Problem description:
Report every line of the records below that contains the word "Duration".

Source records
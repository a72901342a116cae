// nemesis-core/tests/common/mod.rs
// ============================================================================
// Module: Test Support
// Description: Scripted in-memory backend and catalog helpers.
// Purpose: Exercise the profiler without a real database.
// Dependencies: nemesis-core
// ============================================================================

//! ## Overview
//! [`ScriptedBackend`] records every statement executed through its
//! connections, tracks open connections, and follows a connect script that
//! can delay or fail individual connects.

use std::collections::BTreeSet;
use std::collections::VecDeque;
use std::sync::Arc;
use std::sync::Mutex;
use std::sync::atomic::AtomicUsize;
use std::sync::atomic::Ordering;
use std::thread;
use std::time::Duration;

use nemesis_core::Backend;
use nemesis_core::BackendError;
use nemesis_core::CatalogOperation;
use nemesis_core::Connection;
use nemesis_core::Feature;
use nemesis_core::ProfilerConfig;
use nemesis_core::RoleActions;
use nemesis_core::WorkerRole;

// ============================================================================
// SECTION: Scripted Backend
// ============================================================================

/// One scripted connect attempt.
#[derive(Debug, Clone, Copy)]
pub enum ConnectStep {
    /// Connect immediately.
    Ok,
    /// Sleep, then connect.
    Delay(Duration),
    /// Fail the connect.
    Fail,
}

/// Shared counters and statement log.
#[derive(Debug, Default)]
pub struct BackendState {
    /// Statements executed by any connection, in order.
    pub statements: Mutex<Vec<String>>,
    /// Connect attempts.
    pub connects: AtomicUsize,
    /// Connections currently open.
    pub open: AtomicUsize,
}

/// In-memory backend with scripted connects.
pub struct ScriptedBackend {
    /// Supported features.
    features: BTreeSet<Feature>,
    /// Remaining connect steps; connects beyond the script succeed.
    script: Mutex<VecDeque<ConnectStep>>,
    /// Row count reported by every statement.
    rows: u64,
    /// Shared state.
    pub state: Arc<BackendState>,
}

impl ScriptedBackend {
    /// Backend supporting no features.
    pub fn new() -> Self {
        Self {
            features: BTreeSet::new(),
            script: Mutex::new(VecDeque::new()),
            rows: 1,
            state: Arc::new(BackendState::default()),
        }
    }

    /// Adds a supported feature.
    pub fn with_feature(mut self, feature: Feature) -> Self {
        self.features.insert(feature);
        self
    }

    /// Replaces the connect script.
    pub fn with_script(self, steps: &[ConnectStep]) -> Self {
        *self.script.lock().unwrap() = steps.iter().copied().collect();
        self
    }

    /// Sets the row count every statement reports.
    pub fn with_rows(mut self, rows: u64) -> Self {
        self.rows = rows;
        self
    }

    /// Returns the statements executed so far.
    pub fn statements(&self) -> Vec<String> {
        self.state.statements.lock().unwrap().clone()
    }

    /// Returns the number of connect attempts so far.
    pub fn connects(&self) -> usize {
        self.state.connects.load(Ordering::SeqCst)
    }

    /// Returns the number of open connections.
    pub fn open_connections(&self) -> usize {
        self.state.open.load(Ordering::SeqCst)
    }
}

impl Backend for ScriptedBackend {
    fn name(&self) -> &str {
        "scripted"
    }

    fn connect(&self) -> Result<Box<dyn Connection>, BackendError> {
        self.state.connects.fetch_add(1, Ordering::SeqCst);
        let step = self.script.lock().unwrap().pop_front().unwrap_or(ConnectStep::Ok);
        match step {
            ConnectStep::Ok => {}
            ConnectStep::Delay(delay) => thread::sleep(delay),
            ConnectStep::Fail => {
                return Err(BackendError::Connect("scripted connect failure".to_string()));
            }
        }
        self.state.open.fetch_add(1, Ordering::SeqCst);
        Ok(Box::new(ScriptedConnection {
            rows: self.rows,
            state: Arc::clone(&self.state),
        }))
    }

    fn supports(&self, feature: Feature) -> bool {
        self.features.contains(&feature)
    }
}

/// Connection logging statements into the backend state.
pub struct ScriptedConnection {
    /// Row count reported by every statement.
    rows: u64,
    /// Shared state.
    state: Arc<BackendState>,
}

impl Connection for ScriptedConnection {
    fn execute(&mut self, statement: &str) -> Result<u64, BackendError> {
        self.state.statements.lock().unwrap().push(statement.to_string());
        if statement.starts_with("FAIL") {
            return Err(BackendError::Statement(statement.to_string()));
        }
        Ok(self.rows)
    }

    fn execute_batch(&mut self, statements: &str) -> Result<(), BackendError> {
        self.execute(statements).map(|_| ())
    }
}

impl Drop for ScriptedConnection {
    fn drop(&mut self) {
        self.state.open.fetch_sub(1, Ordering::SeqCst);
    }
}

// ============================================================================
// SECTION: Helpers
// ============================================================================

/// Config with generous timeouts and the given worker counts.
pub fn config_with(counts: &[(WorkerRole, usize)]) -> ProfilerConfig {
    counts.iter().fold(
        ProfilerConfig::new(Duration::from_secs(5), Duration::from_secs(5)),
        |config, (role, count)| config.with_workers(*role, *count),
    )
}

/// Actions that sleep briefly and succeed without touching the connection.
pub fn idle_actions() -> RoleActions {
    RoleActions::uniform(|_connection, _rng| {
        thread::sleep(Duration::from_millis(1));
        Ok(())
    })
}

/// Actions that sleep briefly and always fail.
pub fn failing_actions() -> RoleActions {
    RoleActions::uniform(|_connection, _rng| {
        thread::sleep(Duration::from_millis(1));
        Err(BackendError::NoMatchingRow("users.id = 1".to_string()))
    })
}

/// Operation whose phases log `prepare <name>`, `perform <name>`, and
/// `cleanup <name>`; perform lasts `hold`.
pub fn logged_operation(name: &str, hold: Duration) -> CatalogOperation {
    let prepare = format!("prepare {name}");
    let perform = format!("perform {name}");
    let cleanup = format!("cleanup {name}");
    CatalogOperation::new(name, move |connection| {
        connection.execute(&perform)?;
        thread::sleep(hold);
        Ok(())
    })
    .with_prepare(move |connection| connection.execute(&prepare).map(|_| ()))
    .with_cleanup(move |connection| connection.execute(&cleanup).map(|_| ()))
}

/// Operation with only a perform phase that lasts `hold`.
pub fn perform_only(name: &str, hold: Duration) -> CatalogOperation {
    CatalogOperation::new(name, move |_connection| {
        thread::sleep(hold);
        Ok(())
    })
}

Result of the exercise:
use std::time::Duration;
    Delay(Duration),
        ProfilerConfig::new(Duration::from_secs(5), Duration::from_secs(5)),
        thread::sleep(Duration::from_millis(1));
        thread::sleep(Duration::from_millis(1));
pub fn logged_operation(name: &str, hold: Duration) -> CatalogOperation {
pub fn perform_only(name: &str, hold: Duration) -> CatalogOperation {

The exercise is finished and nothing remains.